This Joffrey studio is much smaller and much dimmer than I imagined; it’s not much more than a couple of grocery-store aisles broad. As a young dancer in a tiny college town, I had envisaged a vast, sun-filled affair, but I underestimated how strapped for space cities are. The worst part of any audition is always before it starts. That’s when you can psych yourself out. I pull at my itchy pink tights and readjust the leg pits of my black leotard. While warming up, I try to avoid my reflection in the mirror, but also keep an eye out for the coveted “skinny mirror” that each studio possesses. It helps that none of the other girls here are auditioning; they are students and I am simply a guest in the class.
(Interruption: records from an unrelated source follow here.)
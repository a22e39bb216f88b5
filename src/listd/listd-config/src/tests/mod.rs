/*
 * vSMTP mail transfer agent
 * Copyright (C) 2022 viridIT SAS
 *
 * This program is free software: you can redistribute it and/or modify it under
 * the terms of the GNU General Public License as published by the Free Software
 * Foundation, either version 3 of the License, or any later version.
 *
 * This program is distributed in the hope that it will be useful, but WITHOUT
 * ANY WARRANTY; without even the implied warranty of MERCHANTABILITY or FITNESS
 * FOR A PARTICULAR PURPOSE.  See the GNU General Public License for more details.
 *
 * You should have received a copy of the GNU General Public License along with
 * this program. If not, see https://www.gnu.org/licenses/.
 *
*/
use crate::{
    field::{DeliveryTransport, FieldServerLogSystem},
    Config,
};
use listd_common::RunnerKind;

#[test]
fn minimal() {
    let toml = include_str!("../../../../../demos/config/minimal.toml");
    pretty_assertions::assert_eq!(Config::from_toml(toml).unwrap(), Config::default());
}

#[test]
fn full() {
    let toml = include_str!("../../../../../demos/config/full.toml");

    let mut expected = Config::builder()
        .with_version_str(">=1.0.0, <2.0.0")
        .unwrap()
        .with_server_name("lists.example.com")
        .with_logs_settings(
            "/var/log/listd/listd.log",
            &[
                "warn".parse().unwrap(),
                "lqueue=info".parse().unwrap(),
                "listd_server=debug".parse().unwrap(),
            ],
        )
        .with_spool_settings(
            "/var/spool/listd",
            5,
            std::time::Duration::from_millis(50),
            std::time::Duration::from_secs(600),
            std::time::Duration::from_secs(3 * 24 * 60 * 60),
        )
        .with_runner_settings(
            std::time::Duration::from_millis(500),
            std::time::Duration::from_secs(60),
            20,
            std::time::Duration::from_secs(120),
        )
        .with_lists_settings(
            "/var/lib/listd/lists",
            std::time::Duration::from_secs(30),
            std::time::Duration::from_secs(300),
        )
        .with_delivery_settings(
            DeliveryTransport::Sendmail {
                path: "/usr/sbin/sendmail".into(),
                args: vec!["-oi".to_string()],
            },
            std::time::Duration::from_secs(30 * 60),
            std::time::Duration::from_secs(2 * 24 * 60 * 60),
            100,
            true,
        )
        .with_bounce_settings(
            std::time::Duration::from_secs(5 * 60),
            true,
            std::time::Duration::from_secs(24 * 60 * 60),
        )
        .with_archive_settings(
            "/var/lib/listd/archives",
            Some("/usr/local/bin/archive-indexer {listname}".to_string()),
        )
        .with_data_dirpath("/var/lib/listd/data")
        .with_runners(&[
            (RunnerKind::Incoming, 2),
            (RunnerKind::Outgoing, 4),
            (RunnerKind::Virgin, 1),
            (RunnerKind::Bounce, 1),
        ])
        .with_pending_lifetime(std::time::Duration::from_secs(24 * 60 * 60))
        .with_digest_send_every(std::time::Duration::from_secs(24 * 60 * 60))
        .with_max_restarts(3)
        .validate()
        .unwrap();
    expected.server.logs.system = Some(FieldServerLogSystem::Journald {
        level: tracing::Level::INFO,
    });

    pretty_assertions::assert_eq!(Config::from_toml(toml).unwrap(), expected);
}

#[test]
fn version_requirement_not_fulfilled() {
    let error = Config::from_toml("version_requirement = \">=2.0.0\"").unwrap_err();
    assert!(error.to_string().starts_with("Version requirement not fulfilled"));
}

#[rstest::rstest]
#[case::unknown_field("[server]\nunknown = 1\n")]
#[case::zero_slices("[[server.runners]]\nkind = \"incoming\"\nslices = 0\n")]
#[case::duplicated_runner("[[server.runners]]\nkind = \"retry\"\n[[server.runners]]\nkind = \"retry\"\n")]
#[case::bad_sleep("[server.runner]\nsleep_min = \"1m\"\nsleep_max = \"1s\"\n")]
#[case::bad_kind("[[server.runners]]\nkind = \"nope\"\n")]
fn invalid(#[case] body: &str) {
    let toml = format!("version_requirement = \">=1.0.0\"\n{body}");
    assert!(Config::from_toml(&toml).is_err());
}

#[test]
fn serialize_round_trip() {
    let config = Config::default();
    let json = serde_json::to_string(&config).unwrap();
    pretty_assertions::assert_eq!(serde_json::from_str::<Config>(&json).unwrap(), config);
}

#[test]
fn paths() {
    let config = Config::builder()
        .with_current_version()
        .with_server_name("example.com")
        .with_default_logs()
        .with_spool_dirpath("/tmp/spool")
        .with_default_runner()
        .with_lists_dirpath("/tmp/lists")
        .with_directory_delivery("/tmp/out")
        .with_default_bounce()
        .with_default_archive()
        .with_default_data_dir()
        .validate()
        .unwrap();

    pretty_assertions::assert_eq!(
        config.queue_dirpath(listd_common::QueueName::Shunt),
        std::path::PathBuf::from("/tmp/spool/shunt")
    );
    pretty_assertions::assert_eq!(
        config.list_dirpath("test"),
        std::path::PathBuf::from("/tmp/lists/test")
    );
}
Can a thicker brush not build just as beautiful strokes?
I am nervous but unintimidated. I know how to do this. I’ve got this. I’m in my part. The class goes well. Actually well. I remember all of the combinings, recollect to smile. I am energetic and quick on my feet. Most importantly, I can keep up with the other students. After class, I excitedly head to the changing room, surprised by how well I did and hopeful of my chances at being accepted into the school. I think about how, if admitted, I would leave home and live in a dorm at the Carmelite nuns’ convent.
” She’s good, but she’s big ,” I overhear their teachers say to my dance teacher as I am coming back down the hallway.
I stop in my tracks, trying to process this commentary without screaming or letting on that I hear. But in that moment, my spirit is crushed. So many thoughts swirl through my head on the rest of our trip-up. I can’t believe that the wrongness of my body’s shape carries more weight than my ability to move it precisely and artfully through space. I can’t believe that a skinnier, potentially less-talented dancer would get “my” spot at the school. But most of all, I can’t believe how embarrassing and utterly humiliating it feels to be turned down not because I’m not good enough, but because I’m not skinny enough.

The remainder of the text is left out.